▶ EXERCISE DIRECTIONS
Copy each of the records exactly.

Stored data
----------
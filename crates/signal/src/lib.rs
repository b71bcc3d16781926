//! # `vega-signal` - 信号生命周期服务
//!
//! 应用服务层门面：校验输入、委托存储层的条件更新仲裁终态迁移，
//! 并在每次成功迁移后向总线发布回声事件 (`signals:updated`)，
//! 让未发起操作的那个界面得以同步自己的渲染。
//! 到期清扫器 (`ExpirySweeper`) 是系统中唯一权威的过期来源，
//! 消费者本地计时器只是乐观 UI。

pub mod service;
pub mod sweeper;

pub use service::SignalService;
pub use sweeper::ExpirySweeper;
----------
▶ RESPONSE BOX
filename crates/signal/src/lib.rs
repository b71bcc3d16781926
//! # `vega-signal` - 信号生命周期服务
//!
//! 应用服务层门面：校验输入、委托存储层的条件更新仲裁终态迁移，
//! 并在每次成功迁移后向总线发布回声事件 (`signals:updated`)，
//! 让未发起操作的那个界面得以同步自己的渲染。
//! 到期清扫器 (`ExpirySweeper`) 是系统中唯一权威的过期来源，
//! 消费者本地计时器只是乐观 UI。

pub mod service;
pub mod sweeper;

pub use service::SignalService;
pub use sweeper::ExpirySweeper;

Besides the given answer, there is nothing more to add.